E’ allarme usura in agricoltura anche nella Tuscia. E’ quanto emerge dal Rapporto presentato ieri a Palazzo Rospigliosi da Coldiretti Lazio e realizzato dalla Fondazione Osservatorio sulla criminalità nell’agricoltura e sul sistema agroalimentare, in collaborazione con la Regione Lazio e il Ministero della Transizione Ecologica.
Un documento che analizza il fenomeno dell’illegalità e criminalità nelle filiere agroalimentari e nell’ambiente delle province del Lazio.

Nella nostra Regione si stima un tasso usuraio medio del 120% annuo anche nel comparto agricolo con un giro d‘affari complessivo pari a 40 milioni di euro. A Viterbo il giro d’affari è stimato in 8 milioni, 2 a Frosinone e 1 milione a Rieti. Stando al rapporto nel Lazio sono circa 50 mila le imprese presenti, che forniscono lavoro a 70 mila addetti, tra occupati nelle coltivazioni agricole e negli allevamenti, nei servizi e nelle industrie alimentari, sia in termini di qualità e tipicità dei prodotti.

La Camorra è quella, tra le mafie tradizionali, secondo gli ultimi dati disponibili, ad occupare una posizione di spicco su tutto il territorio regionale, con 85 aziende confiscate, pari al 26,4% del totale. Il suo principale settore di infiltrazione – si legge nel rapporto – è quello della ristorazione, che rappresenta tra bar e ristoranti il 58,5% del business criminale. La ‘Ndrangheta opera principalmente nei settori connessi alle costruzioni, al comparto immobiliare, al commercio sia all’ingrosso che al dettaglio. I gruppi locali, autoctoni e autonomi, sono invece presenti in tutti i settori presi in considerazione, dall’immobiliare alle costruzioni e dal commercio alla ristorazione, fino a coprire insieme circa due terzi delle attività confiscate a tali organizzazioni.

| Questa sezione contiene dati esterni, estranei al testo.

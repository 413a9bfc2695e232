// Stage configuration
// Stage kinds, filename discipline, and the argument-vector builders
// that turn caller configuration into a tool invocation

use crate::message::{Artifact, RunRequest};
use crate::staging::staged_path;

use serde::{Deserialize, Serialize};

/// The five compilation stages and their tools.
#[derive(Debug, Clone, Copy, PartialEq, Eq, Hash, Serialize, Deserialize)]
#[serde(rename_all = "lowercase")]
pub enum StageKind {
    /// qbsp: .map geometry compile
    Geometry,
    /// light: lightmap computation over a compiled .bsp
    Lighting,
    /// vis: visibility computation over a compiled .bsp
    Visibility,
    /// bspinfo: read-only .bsp inspection, log output only
    Inspect,
    /// bsputil: .bsp editing with an explicit output name
    Edit,
}

impl StageKind {
    /// Conventional unit name for this stage's tool.
    pub fn unit_name(&self) -> &'static str {
        match self {
            StageKind::Geometry => "qbsp",
            StageKind::Lighting => "light",
            StageKind::Visibility => "vis",
            StageKind::Inspect => "bspinfo",
            StageKind::Edit => "bsputil",
        }
    }

    /// Input extensions recognized (and stripped) when deriving the
    /// output base name.
    pub fn input_extensions(&self) -> &'static [&'static str] {
        match self {
            StageKind::Geometry => &[".map"],
            StageKind::Lighting | StageKind::Visibility => &[".bsp", ".map"],
            StageKind::Inspect | StageKind::Edit => &[".bsp"],
        }
    }

    /// Fixed candidate extensions probed by the output collector
    /// after a successful run.
    pub fn output_extensions(&self) -> &'static [&'static str] {
        match self {
            StageKind::Geometry => &[".bsp", ".prt", ".pts", ".por"],
            StageKind::Lighting => &[".lit", ".bsp"],
            StageKind::Visibility => &[".vis", ".bsp", ".prt"],
            // Inspect emits log text only; Edit probes its declared
            // output name instead of a candidate set.
            StageKind::Inspect | StageKind::Edit => &[],
        }
    }

    /// Primary input name with its recognized extension stripped
    /// case-insensitively. Falls back to "output" for a degenerate
    /// name, as the tools do.
    pub fn base_name(&self, name: &str) -> String {
        let lower = name.to_lowercase();
        for ext in self.input_extensions() {
            if let Some(base) = lower.strip_suffix(ext) {
                if !base.is_empty() {
                    return base.to_string();
                }
            }
        }
        if lower.is_empty() {
            "output".to_string()
        } else {
            lower
        }
    }
}

/// Lowercase-normalize a filename before staging, so tools deriving
/// output names by extension replacement behave consistently
/// regardless of the input's original casing.
pub fn normalize_name(name: &str) -> String {
    name.to_lowercase()
}

/// Caller configuration for the geometry (qbsp) stage.
#[derive(Debug, Clone, Default, Serialize, Deserialize)]
#[serde(default)]
pub struct GeometryOptions {
    pub nofill: bool,
    pub noclip: bool,
    pub noskip: bool,
    pub onlyents: bool,
    pub verbose: bool,
    pub splitspecial: bool,
    pub transsky: bool,
    pub oldaxis: bool,
    pub bspleak: bool,
    pub oldleak: bool,
    pub bsp2: bool,
    pub leakdist: Option<u32>,
    pub subdivide: Option<u32>,
}

impl GeometryOptions {
    pub fn to_args(&self) -> Vec<String> {
        let mut args = Vec::new();
        let flags = [
            (self.nofill, "nofill"),
            (self.noclip, "noclip"),
            (self.noskip, "noskip"),
            (self.onlyents, "onlyents"),
            (self.verbose, "verbose"),
            (self.splitspecial, "splitspecial"),
            (self.transsky, "transsky"),
            (self.oldaxis, "oldaxis"),
            (self.bspleak, "bspleak"),
            (self.oldleak, "oldleak"),
            (self.bsp2, "bsp2"),
        ];
        for (on, name) in flags {
            if on {
                args.push(format!("-{}", name));
            }
        }
        push_valued(&mut args, "leakdist", self.leakdist);
        push_valued(&mut args, "subdivide", self.subdivide);
        args
    }
}

/// Caller configuration for the lighting (light) stage.
#[derive(Debug, Clone, Default, Serialize, Deserialize)]
#[serde(default)]
pub struct LightingOptions {
    pub extra: bool,
    pub extra4: bool,
    pub addmin: bool,
    pub lit: bool,
    pub litonly: bool,
    pub threads: Option<u32>,
    pub dist: Option<f64>,
    pub range: Option<f64>,
    pub gate: Option<f64>,
    pub light: Option<f64>,
    pub soft: Option<f64>,
    pub anglescale: Option<f64>,
}

impl LightingOptions {
    pub fn to_args(&self) -> Vec<String> {
        let mut args = Vec::new();
        let flags = [
            (self.extra, "extra"),
            (self.extra4, "extra4"),
            (self.addmin, "addmin"),
            (self.lit, "lit"),
            (self.litonly, "litonly"),
        ];
        for (on, name) in flags {
            if on {
                args.push(format!("-{}", name));
            }
        }
        push_valued(&mut args, "threads", self.threads);
        push_valued(&mut args, "dist", self.dist);
        push_valued(&mut args, "range", self.range);
        push_valued(&mut args, "gate", self.gate);
        push_valued(&mut args, "light", self.light);
        push_valued(&mut args, "soft", self.soft);
        push_valued(&mut args, "anglescale", self.anglescale);
        args
    }
}

/// Caller configuration for the visibility (vis) stage.
///
/// `debug` selects the alternate build variant and travels in the
/// `Init` mode flags, never in the argument vector.
#[derive(Debug, Clone, Default, Serialize, Deserialize)]
#[serde(default)]
pub struct VisibilityOptions {
    pub fast: bool,
    pub v: bool,
    pub vv: bool,
    pub level: Option<u32>,
    pub threads: Option<u32>,
    pub debug: bool,
}

impl VisibilityOptions {
    pub fn to_args(&self) -> Vec<String> {
        let mut args = Vec::new();
        let flags = [(self.fast, "fast"), (self.v, "v"), (self.vv, "vv")];
        for (on, name) in flags {
            if on {
                args.push(format!("-{}", name));
            }
        }
        push_valued(&mut args, "level", self.level);
        push_valued(&mut args, "threads", self.threads);
        args
    }
}

/// Caller configuration for the inspection (bspinfo) stage: raw
/// single-dash flag names forwarded verbatim.
#[derive(Debug, Clone, Default, Serialize, Deserialize)]
#[serde(default)]
pub struct InspectOptions {
    pub flags: Vec<String>,
}

impl InspectOptions {
    pub fn to_args(&self) -> Vec<String> {
        self.flags.iter().map(|f| format!("-{}", f)).collect()
    }
}

/// Caller configuration for the editing (bsputil) stage. Uses
/// double-dash flags.
#[derive(Debug, Clone, Default, Serialize, Deserialize)]
#[serde(default)]
pub struct EditOptions {
    pub info: bool,
    pub leak_check: bool,
    pub remove_lump: Option<String>,
    pub convert: Option<String>,
    /// Output filename; defaults to the input name.
    pub output_name: Option<String>,
}

impl EditOptions {
    /// Inspection-only operations produce no output file.
    pub fn is_inspect_only(&self) -> bool {
        self.info || self.leak_check
    }
}

fn push_valued<T: ToString>(args: &mut Vec<String>, name: &str, value: Option<T>) {
    if let Some(v) = value {
        args.push(format!("-{}", name));
        args.push(v.to_string());
    }
}

/// Build the run for a geometry compile: the .map plus any WAD files.
pub fn build_geometry_run(
    map_name: &str,
    map_bytes: Vec<u8>,
    wads: Vec<Artifact>,
    opts: &GeometryOptions,
) -> RunRequest {
    let name = normalize_name(map_name);
    let mut args = opts.to_args();
    if !wads.is_empty() {
        args.push("-wadpath".to_string());
        args.push(crate::staging::WORKING_DIR.to_string());
        args.push("-override_wad".to_string());
        args.push(
            wads.iter()
                .map(|w| w.name.as_str())
                .collect::<Vec<_>>()
                .join(";"),
        );
    }
    args.push(staged_path(&name));
    RunRequest::new(name, map_bytes).with_aux(wads).with_args(args)
}

/// Build the run for a lighting pass over a compiled .bsp.
pub fn build_lighting_run(
    bsp_name: &str,
    bsp_bytes: Vec<u8>,
    opts: &LightingOptions,
) -> RunRequest {
    let name = normalize_name(bsp_name);
    let mut args = opts.to_args();
    args.push(staged_path(&name));
    RunRequest::new(name, bsp_bytes).with_args(args)
}

/// Build the run for a visibility pass, with an optional portal file
/// staged alongside the .bsp.
pub fn build_visibility_run(
    bsp_name: &str,
    bsp_bytes: Vec<u8>,
    prt: Option<Artifact>,
    opts: &VisibilityOptions,
) -> RunRequest {
    let name = normalize_name(bsp_name);
    let mut args = opts.to_args();
    args.push(staged_path(&name));
    let mut request = RunRequest::new(name, bsp_bytes).with_args(args);
    if let Some(prt) = prt {
        request = request.with_aux(vec![Artifact::new(
            normalize_name(&prt.name),
            prt.bytes,
        )]);
    }
    request
}

/// Build the run for a read-only inspection of a .bsp.
pub fn build_inspect_run(
    bsp_name: &str,
    bsp_bytes: Vec<u8>,
    opts: &InspectOptions,
) -> RunRequest {
    let name = normalize_name(bsp_name);
    let mut args = opts.to_args();
    args.push(staged_path(&name));
    RunRequest::new(name, bsp_bytes).with_args(args)
}

/// Build the run for a bsputil edit. Unless the operation is
/// inspection-only, an `--out <path>` pair is prepended and the output
/// name is declared for collection.
pub fn build_edit_run(
    bsp_name: &str,
    bsp_bytes: Vec<u8>,
    merge: Option<Artifact>,
    opts: &EditOptions,
) -> RunRequest {
    let name = normalize_name(bsp_name);
    let mut args = Vec::new();
    if opts.info {
        args.push("--info".to_string());
    }
    if opts.leak_check {
        args.push("--leak-check".to_string());
    }
    if let Some(lump) = &opts.remove_lump {
        args.push("--remove-lump".to_string());
        args.push(lump.clone());
    }
    if let Some(format) = &opts.convert {
        args.push("--convert".to_string());
        args.push(format.clone());
    }

    let merge = merge.map(|m| Artifact::new(normalize_name(&m.name), m.bytes));
    if let Some(m) = &merge {
        args.push("--merge".to_string());
        args.push(staged_path(&m.name));
    }

    let mut declared = None;
    if !opts.is_inspect_only() {
        let out = opts
            .output_name
            .as_deref()
            .map(normalize_name)
            .unwrap_or_else(|| name.clone());
        args.splice(0..0, ["--out".to_string(), staged_path(&out)]);
        declared = Some(out);
    }
    args.push(staged_path(&name));

    let mut request = RunRequest::new(name, bsp_bytes).with_args(args);
    if let Some(m) = merge {
        request = request.with_secondary(m);
    }
    if let Some(out) = declared {
        request = request.with_declared_output(out);
    }
    request
}

#[cfg(test)]
mod tests {
    use super::*;

    #[test]
    fn test_base_name_strips_extension_case_insensitively() {
        assert_eq!(StageKind::Geometry.base_name("E1M1.MAP"), "e1m1");
        assert_eq!(StageKind::Lighting.base_name("e1m1.bsp"), "e1m1");
        assert_eq!(StageKind::Visibility.base_name("start.map"), "start");
        // No recognized extension: lowercased name as-is.
        assert_eq!(StageKind::Geometry.base_name("readme.txt"), "readme.txt");
        assert_eq!(StageKind::Geometry.base_name(""), "output");
    }

    #[test]
    fn test_geometry_args_with_wads() {
        let opts = GeometryOptions {
            nofill: true,
            leakdist: Some(2000),
            ..Default::default()
        };
        let run = build_geometry_run(
            "E1M1.MAP",
            vec![1],
            vec![Artifact::new("base.wad", vec![2])],
            &opts,
        );

        assert_eq!(run.primary_name, "e1m1.map");
        assert_eq!(
            run.args,
            vec![
                "-nofill",
                "-leakdist",
                "2000",
                "-wadpath",
                "/working",
                "-override_wad",
                "base.wad",
                "/working/e1m1.map",
            ]
        );
    }

    #[test]
    fn test_lighting_args() {
        let opts = LightingOptions {
            extra: true,
            lit: true,
            threads: Some(4),
            anglescale: Some(0.5),
            ..Default::default()
        };
        let run = build_lighting_run("e1m1.bsp", Vec::new(), &opts);

        assert_eq!(
            run.args,
            vec![
                "-extra",
                "-lit",
                "-threads",
                "4",
                "-anglescale",
                "0.5",
                "/working/e1m1.bsp",
            ]
        );
    }

    #[test]
    fn test_visibility_args_exclude_debug() {
        let opts = VisibilityOptions {
            fast: true,
            level: Some(4),
            debug: true,
            ..Default::default()
        };
        let run = build_visibility_run(
            "e1m1.bsp",
            Vec::new(),
            Some(Artifact::new("E1M1.PRT", vec![9])),
            &opts,
        );

        // The debug mode flag travels in Init, never as an argument.
        assert_eq!(
            run.args,
            vec!["-fast", "-level", "4", "/working/e1m1.bsp"]
        );
        assert_eq!(run.aux_files[0].name, "e1m1.prt");
    }

    #[test]
    fn test_edit_run_prepends_out_pair() {
        let opts = EditOptions {
            remove_lump: Some("LIGHTING".to_string()),
            output_name: Some("stripped.bsp".to_string()),
            ..Default::default()
        };
        let run = build_edit_run("e1m1.bsp", Vec::new(), None, &opts);

        assert_eq!(
            run.args,
            vec![
                "--out",
                "/working/stripped.bsp",
                "--remove-lump",
                "LIGHTING",
                "/working/e1m1.bsp",
            ]
        );
        assert_eq!(run.declared_output.as_deref(), Some("stripped.bsp"));
    }

    #[test]
    fn test_edit_run_inspect_only_declares_nothing() {
        let opts = EditOptions {
            info: true,
            ..Default::default()
        };
        let run = build_edit_run("e1m1.bsp", Vec::new(), None, &opts);

        assert_eq!(run.args, vec!["--info", "/working/e1m1.bsp"]);
        assert!(run.declared_output.is_none());
    }

    #[test]
    fn test_edit_run_with_merge() {
        let opts = EditOptions::default();
        let run = build_edit_run(
            "a.bsp",
            Vec::new(),
            Some(Artifact::new("B.BSP", vec![7])),
            &opts,
        );

        assert_eq!(
            run.args,
            vec![
                "--out",
                "/working/a.bsp",
                "--merge",
                "/working/b.bsp",
                "/working/a.bsp",
            ]
        );
        assert_eq!(run.secondary.as_ref().unwrap().name, "b.bsp");
    }
}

Nel rapporto un focus è incentrato sul caporalato e sullo sfruttamento del lavoro. Gli occupanti nel settore nel 2019 erano 45.236. La distribuzione degli occupati a livello provinciale, a prescindere dalla nazionalità, nella provincia di Viterbo parla di 9.202 (20,3%).

Per i braccianti sfruttati e vittime di caporalato si va da lunghi orari di lavoro giornaliero alla bassa retribuzione, che è in genere minore di circa un terzo/la metà, dunque intorno ai 500/700 euro invece di circa 1.100/1.200, senza nessuna considerazione per le competenze professionali.